Jorge Sampaio foi distinguido pela ONU

Um comité de selecção das Nações Unidas decidiu atribuir ao antigo Presidente Jorge Sampaio e à médica namibiana Helena Ndume o The 2015 United Nations Nelson Rolihlahla Mandela Prize, um prémio atribuído pela Assembleia Geral da ONU apenas de cinco em cinco anos para distinguir duas personalidades, uma masculina e outra feminina de diferentes continentes, que "dedicaram as suas vidas ao serviço da Humanidade, promovendo as finalidades e os princípios das Nações Unidas". O prémio foi estabelecido em 2014 e foi atribuído este ano pela primeira vez.
A vida política de Jorge Sampaio é exemplar, desde os seus tempos de dirigente estudantil em que lutou contra a ditadura do Estado Novo, até aos seus tempos pós-presidenciais em que foi designado como o Alto Representante da ONU para a Aliança entre Civilizações, por nomeação directa do Secretário-geral da ONU. Entre essas duas balizas da sua vida política, Jorge Sampaio foi Presidente da Câmara Municipal de Lisboa e Presidente da República, tendo apoiado muitas causas de grande relevância internacional como a independência de Timor-Leste e, mais recentemente, a chamada Plataforma Global de Assistência Académica de Emergência a Estudantes Sírios.
É, naturalmente, uma distinção de grande prestígio para Jorge Sampaio e para o nosso país que muito nos devia orgulhar, mas os nossos jornais e as nossas televisões quase não falaram neste assunto. A notícia não mereceu uma primeira página de jornal, nem tão pouco uma abertura de telejornal. Uma tristeza! Um exemplo da mediocridade e do sectarismo que tomou conta da comunicação social portuguesa.
Homens como este são raros e deviam ser mostrados à sociedade como um exemplo, num tempo em que faltam referenciais de altruísmo, de generosidade e de ética no serviço público. E fico-me por aqui...
 

sexta-feira, 26 de junho de 2015

Os filhos e os enteados do luso-desporto

Está a decorrer em Baku, no Azerbaijão, a primeira edição dos Jogos Europeus, uma competição desportiva que se disputa de 12 a 28 de Junho e que se destina a atletas europeus.

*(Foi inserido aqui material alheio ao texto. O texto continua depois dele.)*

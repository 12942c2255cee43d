//! FarmConnect CLI - drives the session lifecycle from a terminal.
//!
//! Each invocation is a cold start: the stored refresh token is the only
//! thing carried between runs, exactly as on the phone.

mod commands;

use std::io;
use std::path::Path;

use anyhow::Result;
use clap::{Parser, Subcommand, ValueEnum};
use farmconnect_core::config::{CredentialBackend, APP_NAME};
use farmconnect_core::Config;
use tracing::info;
use tracing_appender::non_blocking::WorkerGuard;
use tracing_subscriber::{fmt, prelude::*, EnvFilter};

/// Log file prefix inside the data directory
const LOG_FILE_PREFIX: &str = "farmconnect.log";

#[derive(Parser)]
#[command(name = "farmconnect", version, about = "FarmConnect session tool")]
struct Cli {
    /// Where to keep the refresh token (overrides config)
    #[arg(long, value_enum, global = true)]
    backend: Option<Backend>,

    #[command(subcommand)]
    command: Command,
}

#[derive(Clone, Copy, ValueEnum)]
enum Backend {
    Keyring,
    EncryptedFile,
    Memory,
}

impl From<Backend> for CredentialBackend {
    fn from(backend: Backend) -> Self {
        match backend {
            Backend::Keyring => CredentialBackend::Keyring,
            Backend::EncryptedFile => CredentialBackend::EncryptedFile,
            Backend::Memory => CredentialBackend::Memory,
        }
    }
}

#[derive(Subcommand)]
enum Command {
    /// Renew the stored session, as the app does on launch
    Start,
    /// Log in with a one-time code sent by SMS
    Login {
        /// 10-digit mobile number
        #[arg(long)]
        phone: Option<String>,
    },
    /// Create an account
    Register {
        #[arg(long)]
        name: String,
        #[arg(long)]
        phone: String,
        /// telugu, hindi or english
        #[arg(long)]
        language: String,
        #[arg(long)]
        state: String,
        #[arg(long)]
        district: String,
        #[arg(long)]
        mandal: Option<String>,
        #[arg(long)]
        village: Option<String>,
    },
    /// Show the signed-in farmer's profile
    Whoami {
        /// Print the profile as JSON
        #[arg(long)]
        json: bool,
    },
    /// Invalidate the session and forget the stored token
    Logout,
}

/// Initialize the tracing subscriber for logging.
/// Stderr gets warnings by default; the daily log file gets everything
/// the filter allows. `RUST_LOG` controls both.
fn init_tracing(log_dir: Option<&Path>) -> Option<WorkerGuard> {
    let filter = EnvFilter::try_from_default_env().unwrap_or_else(|_| EnvFilter::new("warn"));

    let (file_layer, guard) = match log_dir {
        Some(dir) => {
            let appender = tracing_appender::rolling::daily(dir, LOG_FILE_PREFIX);
            let (writer, guard) = tracing_appender::non_blocking(appender);
            (
                Some(fmt::layer().with_ansi(false).with_writer(writer)),
                Some(guard),
            )
        }
        None => (None, None),
    };

    tracing_subscriber::registry()
        .with(fmt::layer().with_writer(io::stderr))
        .with(file_layer)
        .with(filter)
        .init();

    guard
}

#[tokio::main]
async fn main() -> Result<()> {
    // Load .env file if present (silently ignore if not found)
    let _ = dotenvy::dotenv();

    let cli = Cli::parse();

    let log_dir = dirs::data_local_dir().map(|dir| dir.join(APP_NAME).join("logs"));
    let _guard = init_tracing(log_dir.as_deref());
    info!("FarmConnect CLI starting");

    let mut config = match Config::load() {
        Ok(c) => c,
        Err(e) => {
            tracing::warn!(error = %e, "Failed to load config, using defaults");
            Config::default()
        }
    };
    if let Some(backend) = cli.backend {
        config.credential_backend = backend.into();
    }

    let result = match cli.command {
        Command::Start => commands::start(&config).await,
        Command::Login { phone } => commands::login(&mut config, phone).await,
        Command::Register {
            name,
            phone,
            language,
            state,
            district,
            mandal,
            village,
        } => {
            let details = commands::RegisterArgs {
                name,
                phone,
                language,
                state,
                district,
                mandal,
                village,
            };
            commands::register(&mut config, details).await
        }
        Command::Whoami { json } => commands::whoami(&config, json).await,
        Command::Logout => commands::logout(&config).await,
    };

    info!("FarmConnect CLI finished");
    result
}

O evento reproduz os Jogos Olímpicos a uma escala europeia e nele estão presentes cerca de seis mil atletas que representam cinquenta Comités Olímpicos que competem em vinte modalidades. Como se tem visto pela televisão, a organização tem sido muito eficiente e muito profissional, o que contribui para a promoção deste país do Cáucaso, cuja principal riqueza é... o petróleo.
Até ao momento, os atletas portugueses conquistaram 9 medalhas, das quais três de ouro, o que posiciona o nosso país no 16º lugar no ranking das medalhas. É um resultado muito satisfatório, até porque a nossa tradição desportiva nas chamadas modalidades olímpicas é pouco competitiva. A última dessas medalhas foi obtida pela judoca Telma Monteiro, que ganhou a sua prova de -57 Kg e que, dessa forma, se tornou pentacampeã europeia de judo.
Antes desta vitória de Telma Monteiro, os portugueses já tinham ganho 2 medalhas de ouro no ténis de mesa e no taekwondo, 4 medalhas de prata no tiro, no triatlo e na canoagem e 2 medalhas de cobre no taekwondo e nos saltos de trampolim. A comunicação social portuguesa noticiou estes resultados mas não lhes deu qualquer destaque, pelo que os atletas que eram desconhecidos do público continuaram a ser desconhecidos, até porque os jornais desportivos se interessam apenas por treinadores e jogadores de futebol. Inversamente, os jornais portugueses de referência destacaram hoje a vitória de Telma Monteiro, talvez por ter boa notoriedade desportiva, ou por ser "atleta de alta competição", ou por ser do Benfica ou porque beneficia dos favores do jornalismo. Acho bem, mas pergunto porque não fizeram isso ao Rui Bragança, ao João Geraldo, ao Marcos Freitas e ao Tiago Apolónia que também ganharam ouro? E ao Fernando Pimenta, ao João Silva e ao João Costa que conquistaram medalhas de prata? E à Beatriz Martins, à Ana Rente e ao Júlio Ferreira que trouxeram medalhas de cobre? É que, até no desporto, uns são filhos e outros são enteados, isto é, os nossos jornais e os nossos jornalistas estão quase sempre ao lado dos mais poderosos, dos mais fortes, dos mais conhecidos e dos mais populares.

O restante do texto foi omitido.